Güncelleme Tarihi:
Artık şehrin neresinden bakarsınız bakın görülebiliyor. Aslında yapılış amacı telekomünikasyon. Çamlıca Tepesi’ndeki eski yayın kulelerini temizleyip tek çatı altında birleştirmek için inşa ediliyor. Böylece hem bu antenlerin yaydığı radyasyonu şehirden uzak bir yüksekliğe taşımak hem de kule gecekondulaşmasının önüne geçmek hedefleniyor.
Yerli-yabancı ziyaretçilere açık olacak
Ama bittiğinde kulenin İstanbullulara tek faydası bu olmayacak.
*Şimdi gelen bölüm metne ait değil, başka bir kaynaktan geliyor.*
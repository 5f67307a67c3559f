//! Deadline-based cancellable periodic task, polled from the run loop.

use std::time::{Duration, Instant};

/// Fixed re-evaluation cadence.
pub const TICK_INTERVAL: Duration = Duration::from_secs(60);

/// Shortest interval accepted; a zero interval would never move the deadline.
const MIN_INTERVAL: Duration = Duration::from_millis(1);

#[derive(Debug, Clone)]
pub struct PeriodicTask {
    interval: Duration,
    next_due: Option<Instant>,
}

impl PeriodicTask {
    pub fn new(interval: Duration) -> Self {
        Self {
            interval: interval.max(MIN_INTERVAL),
            next_due: None,
        }
    }

    /// (Re)arm the task; the first tick is due one interval after `now`.
    pub fn start(&mut self, now: Instant) {
        self.next_due = Some(now + self.interval);
    }

    pub fn cancel(&mut self) {
        self.next_due = None;
    }

    pub fn is_running(&self) -> bool {
        self.next_due.is_some()
    }

    /// Returns `true` once per elapsed deadline. Missed intervals collapse
    /// into a single tick; the schedule stays aligned to the original start.
    pub fn poll(&mut self, now: Instant) -> bool {
        let Some(due) = self.next_due else {
            return false;
        };
        if now < due {
            return false;
        }

        let mut next = due + self.interval;
        while next <= now {
            next += self.interval;
        }
        self.next_due = Some(next);
        true
    }

    pub fn time_until_due(&self, now: Instant) -> Option<Duration> {
        self.next_due.map(|due| due.saturating_duration_since(now))
    }
}

impl Default for PeriodicTask {
    fn default() -> Self {
        Self::new(TICK_INTERVAL)
    }
}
Yayın antenlerinin dışında kalan belirli katlarda halka açık alanlar oluşturuluyor ve bu seyir teraslarında ve restoranlarda yerli ve yabancı ziyaretçiler kent manzarasının keyfini sürebilecek. 220 metre rakımdaki kulenin yüksekliği itibariyle gördüğü alan, açık havada Karadeniz’den başlıyor, Bursa Uludağ’a kadar uzanıyor.
369 METRE YÜKSEKLİK
2 RESTORAN, 2 GÖZLEM KATI
220 RAKIM
368 MİLYON LİRALIK YATIRIM
Dışarıda konser, içeride sergi
- Giriş alanında bir fuaye ve biletleme istasyonları
- Sergi alanı, medyatek alanı, hediyelik eşya bölümü
- Amfi kısmında etkinlikler, gösteriler, konserler...
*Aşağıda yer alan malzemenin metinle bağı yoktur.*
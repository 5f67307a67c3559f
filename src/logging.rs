//! Diagnostic tracing to stderr. User-facing output goes through `ui::messages`.

use tracing_subscriber::EnvFilter;

pub const LOG_ENV: &str = "RWORKDAY_LOG";

pub fn init(verbose: bool) {
    let filter = EnvFilter::try_from_env(LOG_ENV).unwrap_or_else(|_| {
        EnvFilter::new(if verbose { "rworkday=debug" } else { "warn" })
    });

    // A second init (tests, embedding) keeps the first subscriber.
    let _ = tracing_subscriber::fmt()
        .with_env_filter(filter)
        .with_writer(std::io::stderr)
        .with_target(false)
        .try_init();
}
//! Compound growth projection for savings and retirement planning.
//!
//! Contrasts a plain savings balance (contributions only) with the same
//! contributions invested at a fixed annual return, year by year.

use crate::types::{ProjectionParams, ProjectionPoint, ProjectionSummary};
use serde::{Deserialize, Serialize};

const MONTHS_PER_YEAR: f64 = 12.0;

/// Clamp an input to a finite, non-negative value.
fn sanitize(value: f64, field: &str) -> f64 {
    if value.is_finite() && value >= 0.0 {
        value
    } else {
        tracing::debug!(field, value, "projection input out of range, using 0");
        0.0
    }
}

/// Clamp overflowed values to the largest finite `f64`; NaN becomes 0.
fn saturate(value: f64) -> f64 {
    if value.is_nan() {
        0.0
    } else if value.is_infinite() {
        f64::MAX.copysign(value)
    } else {
        value
    }
}

/// Growth factor minus one, `(1 + rate)^periods - 1`.
///
/// Computed through `ln_1p`/`exp_m1` so rates far below machine epsilon
/// still produce a positive result.
fn growth_m1(rate: f64, periods: f64) -> f64 {
    (periods * rate.ln_1p()).exp_m1()
}

/// Future value of a stream of equal monthly contributions.
///
/// Falls back to the plain sum when the monthly rate is zero.
fn contributions_future_value(monthly_contribution: f64, monthly_rate: f64, months: f64) -> f64 {
    if monthly_rate > 0.0 {
        monthly_contribution * growth_m1(monthly_rate, months) / monthly_rate
    } else {
        monthly_contribution * months
    }
}

/// Project savings-only and compounded balances for each year.
///
/// Returns one point per year from 1 to `years`, ascending. A zero horizon
/// yields an empty series. Negative or non-finite amounts are treated as 0.
/// Balances that overflow saturate at `f64::MAX`, and the compounded balance
/// is never below the savings-only balance.
///
/// ```rust
/// use folio_core::projection::project;
/// use folio_core::ProjectionParams;
///
/// let points = project(&ProjectionParams {
///     initial_investment: 1000.0,
///     monthly_contribution: 0.0,
///     years: 1,
///     annual_return_percent: 10.0,
/// });
/// assert_eq!(points[0].savings_only, 1000.0);
/// assert!((points[0].compounded - 1100.0).abs() < 1e-9);
/// ```
pub fn project(params: &ProjectionParams) -> Vec<ProjectionPoint> {
    let initial = sanitize(params.initial_investment, "initial_investment");
    let monthly = sanitize(params.monthly_contribution, "monthly_contribution");
    let annual_rate = sanitize(params.annual_return_percent, "annual_return_percent") / 100.0;
    let monthly_rate = annual_rate / MONTHS_PER_YEAR;

    (1..=params.years)
        .map(|period| {
            let years = f64::from(period);
            let months = years * MONTHS_PER_YEAR;

            let savings_only = saturate(initial + monthly * months);
            let initial_future_value = initial + initial * growth_m1(annual_rate, years);
            let compounded = saturate(
                initial_future_value + contributions_future_value(monthly, monthly_rate, months),
            )
            .max(savings_only);

            ProjectionPoint {
                period,
                savings_only,
                compounded,
            }
        })
        .collect()
}

/// Summarize a projection from its final point.
///
/// An empty series yields an all-zero summary.
pub fn summarize(points: &[ProjectionPoint]) -> ProjectionSummary {
    let Some(last) = points.last() else {
        return ProjectionSummary::default();
    };

    let final_savings_only = saturate(last.savings_only);
    let final_compounded = saturate(last.compounded);
    let absolute_gain = saturate(final_compounded - final_savings_only);
    let relative_gain_percent = if final_savings_only > 0.0 {
        saturate(absolute_gain / final_savings_only * 100.0)
    } else {
        0.0
    };

    ProjectionSummary {
        final_savings_only,
        final_compounded,
        absolute_gain,
        relative_gain_percent,
    }
}

/// A full projection: the yearly series and its summary.
#[derive(Debug, Clone, Serialize, Deserialize, PartialEq)]
pub struct Projection {
    pub params: ProjectionParams,
    pub points: Vec<ProjectionPoint>,
    pub summary: ProjectionSummary,
}

impl Projection {
    /// Run the projection and summarize it.
    pub fn compute(params: ProjectionParams) -> Self {
        let points = project(&params);
        let summary = summarize(&points);
        Self {
            params,
            points,
            summary,
        }
    }
}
ASIL MESELE DEPREM DEĞİL, RÜZGÂR
PROJENİN MİMARI MELİKE ALTINIŞIK
Mimarisi niye bu kadar fütüristik tasarımlı?
İçinde bulunduğunuz çağda birçok şeyde gelişim sağlandı. Otomotivden tutun sağlık kurumlarına kadar. Projeye fütüristik denmesinin sebebi, teknolojinin en ileri yöntemlerini kullanmak istememiz.
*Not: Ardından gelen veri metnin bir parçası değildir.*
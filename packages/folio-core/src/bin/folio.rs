//! Folio CLI - Command line interface for portfolio analytics.
//!
//! Every command prints a JSON `ApiResponse` on stdout. Logs go to stderr and
//! are controlled with `RUST_LOG`.

use clap::{Parser, Subcommand};
use folio_core::{
    coerce::market_data_from_records,
    compute_allocation, compute_metrics,
    format::{format_currency, format_percent, format_ratio},
    stats, ApiResponse, HoldingBook, MarketData, Projection, Settings,
};
use serde::Serialize;
use serde_json::json;
use std::fs;
use std::path::{Path, PathBuf};
use tracing_subscriber::{layer::SubscriberExt, util::SubscriberInitExt, EnvFilter};

#[derive(Parser)]
#[command(name = "folio")]
#[command(about = "Folio CLI - portfolio metrics and savings projections")]
#[command(version)]
struct Cli {
    /// Holdings JSON file (overrides settings)
    #[arg(long, global = true)]
    holdings: Option<PathBuf>,

    /// Market data JSON file (overrides settings)
    #[arg(long, global = true)]
    market_data: Option<PathBuf>,

    #[command(subcommand)]
    command: Commands,
}

#[derive(Subcommand)]
enum Commands {
    /// Aggregate portfolio metrics
    Metrics,
    /// Allocation and performance chart data
    Allocation,
    /// Project savings versus compounded growth
    Project {
        /// Initial investment
        #[arg(short, long)]
        initial: Option<f64>,
        /// Monthly contribution
        #[arg(short, long)]
        monthly: Option<f64>,
        /// Horizon in years
        #[arg(short, long)]
        years: Option<u32>,
        /// Expected annual return in percent
        #[arg(short, long)]
        rate: Option<f64>,
    },
    /// Descriptive statistics for one or two series
    Stats {
        /// First series (comma-separated)
        #[arg(short, long, value_delimiter = ',')]
        a: Vec<f64>,
        /// Second series (comma-separated)
        #[arg(short, long, value_delimiter = ',')]
        b: Vec<f64>,
    },
}

fn main() {
    tracing_subscriber::registry()
        .with(EnvFilter::try_from_default_env().unwrap_or_else(|_| EnvFilter::new("warn")))
        .with(tracing_subscriber::fmt::layer().with_writer(std::io::stderr))
        .init();

    let cli = Cli::parse();

    let settings = match Settings::load() {
        Ok(settings) => settings,
        Err(e) => {
            tracing::warn!("Failed to load settings, using defaults: {}", e);
            Settings::default()
        }
    };
    let holdings_path = cli.holdings.unwrap_or_else(|| settings.holdings_file.clone());
    let market_data_path = cli
        .market_data
        .unwrap_or_else(|| settings.market_data_file.clone());

    let output = match cli.command {
        Commands::Metrics => handle_metrics(&holdings_path, &market_data_path),
        Commands::Allocation => handle_allocation(&holdings_path, &market_data_path),
        Commands::Project {
            initial,
            monthly,
            years,
            rate,
        } => {
            let mut params = settings.projection;
            if let Some(initial) = initial {
                params.initial_investment = initial;
            }
            if let Some(monthly) = monthly {
                params.monthly_contribution = monthly;
            }
            if let Some(years) = years {
                params.years = years;
            }
            if let Some(rate) = rate {
                params.annual_return_percent = rate;
            }
            render(&ApiResponse::ok(Projection::compute(params)))
        }
        Commands::Stats { a, b } => handle_stats(&a, &b),
    };

    println!("{}", output);
}

fn render<T: Serialize>(response: &ApiResponse<T>) -> String {
    serde_json::to_string_pretty(response).unwrap_or_else(|e| {
        format!(
            "{{\"ok\":false,\"error\":\"Failed to serialize response: {}\"}}",
            e
        )
    })
}

fn error(message: impl Into<String>) -> String {
    render(&ApiResponse::<()>::err(message))
}

fn load_market_data(path: &Path) -> folio_core::Result<MarketData> {
    if !path.exists() {
        tracing::warn!("Market data file not found: {}", path.display());
        return Ok(MarketData::new());
    }
    let content = fs::read_to_string(path)?;
    let raw: serde_json::Value = serde_json::from_str(&content)?;
    Ok(market_data_from_records(&raw))
}

fn load_inputs(
    holdings_path: &Path,
    market_data_path: &Path,
) -> folio_core::Result<(HoldingBook, MarketData)> {
    let book = HoldingBook::load_from_path(holdings_path)?;
    let market_data = load_market_data(market_data_path)?;
    Ok((book, market_data))
}

fn handle_metrics(holdings_path: &Path, market_data_path: &Path) -> String {
    let (book, market_data) = match load_inputs(holdings_path, market_data_path) {
        Ok(inputs) => inputs,
        Err(e) => return error(e.to_string()),
    };

    let snapshot = compute_metrics(book.holdings(), &market_data);
    render(&ApiResponse::ok(json!({
        "snapshot": snapshot,
        "display": {
            "totalInvested": format_currency(snapshot.total_invested),
            "currentValue": format_currency(snapshot.current_value),
            "totalPL": format_currency(snapshot.total_pl),
            "totalPLPercent": format_percent(snapshot.total_pl_percent),
            "dailyPL": format_currency(snapshot.daily_pl),
            "portfolioBeta": format_ratio(snapshot.portfolio_beta),
            "sharpeRatio": format_ratio(snapshot.sharpe_ratio),
        },
    })))
}

fn handle_allocation(holdings_path: &Path, market_data_path: &Path) -> String {
    match load_inputs(holdings_path, market_data_path) {
        Ok((book, market_data)) => {
            render(&ApiResponse::ok(compute_allocation(book.holdings(), &market_data)))
        }
        Err(e) => error(e.to_string()),
    }
}

fn handle_stats(a: &[f64], b: &[f64]) -> String {
    let mut result = json!({
        "mean": stats::mean(a),
        "std": stats::std(a),
    });

    if !b.is_empty() {
        result["covariance"] = json!(stats::covariance(a, b));
        result["correlation"] = json!(stats::correlation(a, b));
    }

    render(&ApiResponse::ok(result))
}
Bu koca bina depreme ne kadar dayanıklı?
Tüm dünyada yapıları depreme dayanıklı olarak tasarlarsınız. Ama deprem bu yapıda ikinci sırada yer aldı. Bu yapının önce rüzgâra dayanıklı olması gerekiyordu. Öyle bir rüzgâr kuvveti var, düşünün... Yaparken üç farklı onaydan ve testten geçti. Bin yılda bir karşılaşılan çok olağandışı bir deprem koşuluna göre sağlam bir şekilde tasarlandı. Hatta Allah korusun, bir şey olsa birçok şey yıkılacak ama bu yapı sağlam kalacak. Çok uzun süre var olabilecek bir bina.
İstanbul silüetinde baskın bir görüntüsü olduğuna dair eleştirileri nasıl değerlendiriyorsunuz?
Bu İstanbul’dan da bağımsız, yüksek olan her yapı için yapılabilen bir eleştiri aslında. Asya’dan Avrupa’ya bakmakla Avrupa’dan Asya’ya bakmak da çok farklı. Avrupa Yakası’nda kentin büyümesi ve yüksek yapılarla oradan buraya baktığınızda bambaşka bir şeyle karşılaşıyorsunuz. Bu kule Maslak’ta olsaydı bu kadar göze batmazdı. Bulunduğu coğrafyayla ilgili.
Çok uzun süre var olacak diyorsunuz. 100 yıl sonra bu bina ne için kullanılacak?
En az bir 30 yıl görevini görür bu proje. Ama ileride belki yayıncılık bu şekilde olmayacak. Biz robotlar ve robot teknolojileriyle çok ilgiliyiz. Yayıncılık yapılıyor olacak ama oldu da dijital dünya çöktü... O zaman ülke savunmasına yönelik radyo yayını yapılabiliyor olacak. Güzel kısmıysa drone’lar gelişiyor ve havacılıkta da kullanılıyor. 2100’de olduğunuzu düşünün; burayı dikey bir drone havacılık üssü olarak kullanabilirsiniz.
MAA’nın kurucusu Melike Altınışık projede 25’ten fazla firmanın çalıştığını söylüyor.